The company, already licenced in New York and in the UK, reportedly looks for a permit with the US Office of the Comptroller of the Currency (OCC), possibly a “limited-purpose charter”.
The major American bitcoin and blockchain wallet and payment provider submitted the application to the OCC as early as in 2015, says Wall Street Journal with the reference to “people familiar with the matter.” According to the source, the request is still being processed by the authorities.
While the representatives of OCC declined any comments about Circle in particular, they confirmed that several fintech startups have expressed interest in receiving charters from the regulator.
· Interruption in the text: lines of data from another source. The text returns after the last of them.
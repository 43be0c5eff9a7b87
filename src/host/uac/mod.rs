//! USB Audio Class streaming on the host
//!
//! An audio streaming interface advertises its format in class specific
//! descriptors of each alternate setting. [`FormatTypeI::find()`] reads
//! them back; [`PcmParams`] picks one format, rate and buffer geometry; a
//! [`Substream`] holds the PCM ring the application reads or writes; a
//! [`UacEndpoint`] keeps isochronous transfers moving between the ring and
//! the device.
//!
//! ```no_run
//! # use usbstack::host::{HostDevice, uac::*};
//! # use std::sync::Arc;
//! # fn f(device: HostDevice) -> usbstack::Result<()> {
//! device.set_interface(2, 1)?;
//! let params = PcmParams {
//!     format: PcmFormat::S16Le,
//!     channels: 2,
//!     rate: 48_000,
//!     period_bytes: 192 * 4,
//!     periods: 4,
//! };
//! set_sample_rate(&device, 0x04, params.rate)?;
//! let substream = Arc::new(Substream::playback(params)?);
//! let endpoint = UacEndpoint::new(device.pipe_open(0x04)?, substream.clone(), Default::default())?;
//! substream.write(&[0; 192 * 4]);
//! endpoint.start()?;
//! # Ok(()) }
//! ```

mod endpoint;
mod pcm;

pub use endpoint::{EndpointOptions, UacEndpoint};
pub use pcm::{PcmFormat, PcmParams, Substream};

use super::{HostDevice, InterfaceAlt};
use crate::descriptor::{descriptor_type, DescriptorIter};
use crate::error::{Error, Result};
use crate::setup::SetupPacket;
use alloc::vec::Vec;
use usb_device::control::{Recipient, RequestType};
use usb_device::UsbDirection;

/// Audio interface class
pub const AUDIO_CLASS: u8 = 0x01;
/// Audio streaming interface subclass
pub const AUDIOSTREAMING: u8 = 0x02;

/// Class specific AS interface descriptor subtypes
pub mod as_subtype {
    pub const GENERAL: u8 = 0x01;
    pub const FORMAT_TYPE: u8 = 0x02;
}

pub const FORMAT_TYPE_I: u8 = 0x01;

const SET_CUR: u8 = 0x01;
const SAMPLING_FREQ_CONTROL: u16 = 0x0100;

/// Sample rates an alternate setting supports
#[derive(Debug, Clone, PartialEq, Eq)]
pub enum Rates {
    Continuous { min: u32, max: u32 },
    Discrete(Vec<u32>),
}

impl Rates {
    pub fn contains(&self, rate: u32) -> bool {
        match self {
            Rates::Continuous { min, max } => (*min..=*max).contains(&rate),
            Rates::Discrete(rates) => rates.contains(&rate),
        }
    }
}

/// Type I format descriptor of an alternate setting
#[derive(Debug, Clone, PartialEq, Eq)]
pub struct FormatTypeI {
    pub channels: u8,
    /// Bytes per sample of one channel
    pub subframe_size: u8,
    /// Significant bits in each subframe
    pub bit_resolution: u8,
    pub rates: Rates,
}

fn le24(buf: &[u8]) -> u32 {
    u32::from_le_bytes([buf[0], buf[1], buf[2], 0])
}

impl FormatTypeI {
    pub fn parse(buf: &[u8]) -> Result<Self> {
        if buf.len() < 8
            || usize::from(buf[0]) != buf.len()
            || buf[1] != descriptor_type::CS_INTERFACE
            || buf[2] != as_subtype::FORMAT_TYPE
            || buf[3] != FORMAT_TYPE_I
        {
            return Err(Error::BadF);
        }
        let count = usize::from(buf[7]);
        let table = &buf[8..];
        let rates = match count {
            0 if table.len() >= 6 => Rates::Continuous {
                min: le24(&table[0..3]),
                max: le24(&table[3..6]),
            },
            0 => return Err(Error::BadF),
            _ if table.len() >= count * 3 => {
                Rates::Discrete(table.chunks_exact(3).take(count).map(le24).collect())
            }
            _ => return Err(Error::BadF),
        };
        if buf[4] == 0 || buf[5] == 0 {
            return Err(Error::BadF);
        }
        Ok(Self {
            channels: buf[4],
            subframe_size: buf[5],
            bit_resolution: buf[6],
            rates,
        })
    }

    /// Find the Type I format of an audio streaming alternate setting
    ///
    /// Fails with [`Error::NoDev`] if the setting isn't audio streaming or
    /// carries no Type I format.
    pub fn find(alt: &InterfaceAlt) -> Result<Self> {
        let descriptor = &alt.descriptor;
        if descriptor.interface_class != AUDIO_CLASS
            || descriptor.interface_subclass != AUDIOSTREAMING
        {
            return Err(Error::NoDev);
        }
        for raw in DescriptorIter::new(&alt.class_descriptors) {
            let raw = raw?;
            if raw.kind == descriptor_type::CS_INTERFACE
                && raw.bytes.get(2) == Some(&as_subtype::FORMAT_TYPE)
                && raw.bytes.get(3) == Some(&FORMAT_TYPE_I)
            {
                return Self::parse(raw.bytes);
            }
        }
        Err(Error::NoDev)
    }

    /// The PCM format matching the subframe layout
    pub fn pcm_format(&self) -> Option<PcmFormat> {
        PcmFormat::from_subframe(self.subframe_size, self.bit_resolution)
    }
}

/// Set the sampling frequency of isochronous endpoint `endpoint`
pub fn set_sample_rate(device: &HostDevice, endpoint: u8, rate: u32) -> Result<()> {
    if rate == 0 || rate > 0xFF_FFFF {
        return Err(Error::Inval);
    }
    let setup = SetupPacket::new(
        UsbDirection::Out,
        RequestType::Class,
        Recipient::Endpoint,
        SET_CUR,
        SAMPLING_FREQ_CONTROL,
        u16::from(endpoint),
        3,
    );
    let timeout = device.control_timeout()?;
    device.control_out(&setup, &rate.to_le_bytes()[..3], timeout)?;
    debug!("dev {} EP {:x} rate {}", device.address(), endpoint, rate);
    Ok(())
}

#[cfg(test)]
mod tests {
    use super::{set_sample_rate, FormatTypeI, PcmFormat, Rates};
    use crate::testing;
    use crate::Error;
    use alloc::vec;

    #[test]
    fn formats_of_the_streaming_settings() {
        let fixture = testing::host();
        let device = fixture.attach();
        let config = device.config();

        let capture = FormatTypeI::find(config.interface(1).unwrap().alt(1).unwrap()).unwrap();
        assert_eq!(capture.channels, 2);
        assert_eq!(capture.bit_resolution, 16);
        assert_eq!(capture.rates, Rates::Discrete(vec![44_100]));
        assert_eq!(capture.pcm_format(), Some(PcmFormat::S16Le));

        let playback = FormatTypeI::find(config.interface(2).unwrap().alt(1).unwrap()).unwrap();
        assert!(playback.rates.contains(48_000));
        assert!(!playback.rates.contains(44_100));

        // Zero bandwidth setting and the vendor interface
        let idle = config.interface(1).unwrap().alt(0).unwrap();
        assert_eq!(FormatTypeI::find(idle), Err(Error::NoDev));
        let vendor = config.interface(0).unwrap().alt(0).unwrap();
        assert_eq!(FormatTypeI::find(vendor), Err(Error::NoDev));
    }

    #[test]
    fn continuous_rates() {
        let desc = [14, 0x24, 0x02, 0x01, 1, 3, 24, 0, 0x40, 0x1F, 0x00, 0x00, 0xEE, 0x02];
        let format = FormatTypeI::parse(&desc).unwrap();
        assert_eq!(format.rates, Rates::Continuous { min: 8_000, max: 192_000 });
        assert_eq!(format.pcm_format(), Some(PcmFormat::S24_3Le));
        assert_eq!(FormatTypeI::parse(&desc[..10]), Err(Error::BadF));
    }

    #[test]
    fn sample_rate_request() {
        let fixture = testing::host();
        let device = fixture.attach();
        set_sample_rate(&device, 0x04, 48_000).unwrap();
        let setup = fixture.driver.last_setup(device.address()).unwrap();
        assert_eq!(setup.request_type, 0x22);
        assert_eq!(setup.value, 0x0100);
        assert_eq!(setup.index, 0x04);
        assert_eq!(setup.length, 3);
        assert_eq!(set_sample_rate(&device, 0x04, 0), Err(Error::Inval));
    }
}
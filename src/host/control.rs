//! Host control transfers
//!
//! A control transfer runs as up to three hardware requests on endpoint
//! zero. Each stage's completion starts the next one:
//!
//! ```text
//!  Setup ──▶ Data (IN|OUT) ──▶ Status (OUT|IN) ──▶ Done
//!    │                              ▲
//!    └──────── wLength == 0 ────────┘ (status IN)
//! ```
//!
//! Any failed stage ends the run with that stage's error.

use super::{HostEndpoint, HostInner};
use crate::error::{Error, Result};
use crate::os::Completion;
use crate::pipe::Data;
use crate::setup::SetupPacket;
use crate::transfer::{Transfer, TransferFlags, TransferStatus, TransferType};
use alloc::sync::{Arc, Weak};
use spin::Mutex;
use usb_device::{endpoint::EndpointAddress, UsbDirection};

#[derive(Debug, Clone, Copy, PartialEq, Eq)]
enum Stage {
    Setup,
    Data,
    Status,
    Done,
}

struct ControlRun {
    host: Weak<HostInner>,
    ep0: HostEndpoint,
    stage: Mutex<Stage>,
    setup: Arc<Transfer>,
    data: Option<Arc<Transfer>>,
    status: Arc<Transfer>,
    result: Mutex<Option<Result<usize>>>,
    done: Completion,
}

fn ep0(direction: UsbDirection) -> EndpointAddress {
    EndpointAddress::from_parts(0, direction)
}

impl ControlRun {
    fn new(host: &Arc<HostInner>, ep0_desc: HostEndpoint, setup: &SetupPacket) -> Arc<Self> {
        let align = host.lib.dma().align();
        Arc::new_cyclic(|weak: &Weak<ControlRun>| {
            let stage = |address, capacity| {
                let weak = Weak::clone(weak);
                Transfer::builder(address, TransferType::Control)
                    .capacity(capacity)
                    .align(align)
                    .callback(move |transfer| match weak.upgrade() {
                        Some(run) => run.advance(transfer),
                        None => warn!("late control completion discarded"),
                    })
            };
            let setup_stage = stage(ep0(UsbDirection::Out), SetupPacket::LEN)
                .buffer(setup.to_bytes().to_vec())
                .flags(TransferFlags::SETUP)
                .build();
            let data = setup
                .has_data()
                .then(|| stage(ep0(setup.direction()), usize::from(setup.length)).build());
            let status_direction = match setup.has_data() {
                true if setup.direction() == UsbDirection::In => UsbDirection::Out,
                _ => UsbDirection::In,
            };
            ControlRun {
                host: Arc::downgrade(host),
                ep0: ep0_desc,
                stage: Mutex::new(Stage::Setup),
                setup: setup_stage,
                data,
                status: stage(ep0(status_direction), 0).build(),
                result: Mutex::new(None),
                done: Completion::new(),
            }
        })
    }

    fn current(&self) -> Option<&Arc<Transfer>> {
        match *self.stage.lock() {
            Stage::Setup => Some(&self.setup),
            Stage::Data => self.data.as_ref(),
            Stage::Status => Some(&self.status),
            Stage::Done => None,
        }
    }

    fn finish(&self, result: Result<usize>) {
        *self.stage.lock() = Stage::Done;
        *self.result.lock() = Some(result);
        if !self.done.signal() {
            warn!("control transfer finished after its caller gave up");
        }
    }

    /// Runs from each stage's completion
    fn advance(&self, transfer: &Transfer) {
        let next = {
            let mut stage = self.stage.lock();
            let expected = match *stage {
                Stage::Setup => Some(&self.setup),
                Stage::Data => self.data.as_ref(),
                Stage::Status => Some(&self.status),
                Stage::Done => None,
            };
            if !expected.is_some_and(|expected| core::ptr::eq(&**expected, transfer)) {
                return;
            }
            match transfer.status() {
                TransferStatus::Complete => {}
                TransferStatus::Failed(err) => {
                    debug!("control stage failed: {:?}", err);
                    drop(stage);
                    self.finish(Err(err));
                    return;
                }
                TransferStatus::Idle | TransferStatus::InProgress => return,
            }
            match (*stage, &self.data) {
                (Stage::Setup, Some(data)) => {
                    *stage = Stage::Data;
                    Arc::clone(data)
                }
                (Stage::Setup, None) | (Stage::Data, _) => {
                    *stage = Stage::Status;
                    Arc::clone(&self.status)
                }
                (Stage::Status, _) | (Stage::Done, _) => {
                    drop(stage);
                    let actual = self.data.as_ref().map_or(0, |data| data.actual_length());
                    self.finish(Ok(actual));
                    return;
                }
            }
        };
        let result = match self.host.upgrade() {
            Some(host) => host.submit(&self.ep0, &next),
            None => Err(Error::NoDev),
        };
        if let Err(err) = result {
            self.finish(Err(err));
        }
    }
}

/// Run one control transfer on `ep0`, waiting at most `timeout_ms`
///
/// `wLength` of `setup` decides the data stage. An IN data stage needs a
/// buffer of at least `wLength` bytes; an OUT data stage sends exactly
/// `wLength` bytes. Returns the number of data bytes transferred.
pub(crate) fn run(
    host: &Arc<HostInner>,
    ep0: &HostEndpoint,
    setup: &SetupPacket,
    data: Data<'_>,
    timeout_ms: u32,
) -> Result<usize> {
    let length = usize::from(setup.length);
    if setup.has_data() {
        let fits = match &data {
            Data::In(buf) => buf.len() >= length,
            Data::Out(buf) => buf.len() == length,
        };
        if data.direction() != setup.direction() || !fits {
            return Err(Error::Inval);
        }
    }
    trace!(
        "CONTROL dev {} {:x} {:x} {:x} {:x} {}",
        ep0.device_address,
        setup.request_type,
        setup.request,
        setup.value,
        setup.index,
        setup.length
    );

    let run = ControlRun::new(host, *ep0, setup);
    if let (Some(transfer), Data::Out(bytes)) = (&run.data, &data) {
        transfer.fill(bytes)?;
    }
    host.submit(ep0, &run.setup)?;

    if let Err(err) = run.done.wait(host.lib.os(), timeout_ms) {
        warn!(
            "control {:x} to device {} timed out after {} ms",
            setup.request, ep0.device_address, timeout_ms
        );
        if let Some(transfer) = run.current() {
            if let Err(cancel) = host.cancel(ep0, transfer) {
                warn!(
                    "control to device {} cancel: {:?}",
                    ep0.device_address, cancel
                );
            }
        }
        return Err(err);
    }

    let result = run.result.lock().take().unwrap_or(Err(Error::Fault));
    let actual = result?;
    match (data, &run.data) {
        (Data::In(buf), Some(transfer)) => Ok(transfer.read_into(&mut buf[..length])),
        _ => Ok(actual),
    }
}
As Thomas Curry, the Comptroller of the Currency, affirmed, “We need to be open to discussing it and working through it.”
It is expected that an OCC charter would lead the companies out of the grey zone, freeing them from the necessity of getting BitLicense equivalents in all 50 US states. However, instead of a full-scale banking charter, Circle may be looking for a “limited-purpose” charter of the kind conceded by the OCC to trust companies or credit-card issuers.
In the future, Circle plans to cover not only payments but lending, investment advice and other financial services, says PYMNTS. Jeremy Allaire, CEO of Circle, believes that the US and other countries should create “national charters for online banking activities”. The first step, according to him, has been made by Europe and China, which already have licences for nondepositary electronic money transfer services.
Circle is the only company that succeeded in obtaining the famous New York BitLicense. In April, it was also granted an electronic money licence from the British Financial Conduct Authority allowing it to introduce bitcoin-fuelled transfers between dollars and British pounds. A partnership with the Barclays bank made possible by the licence gave Circle access to the infrastructure needed to store British pounds and to connect to any bank account in the United Kingdom.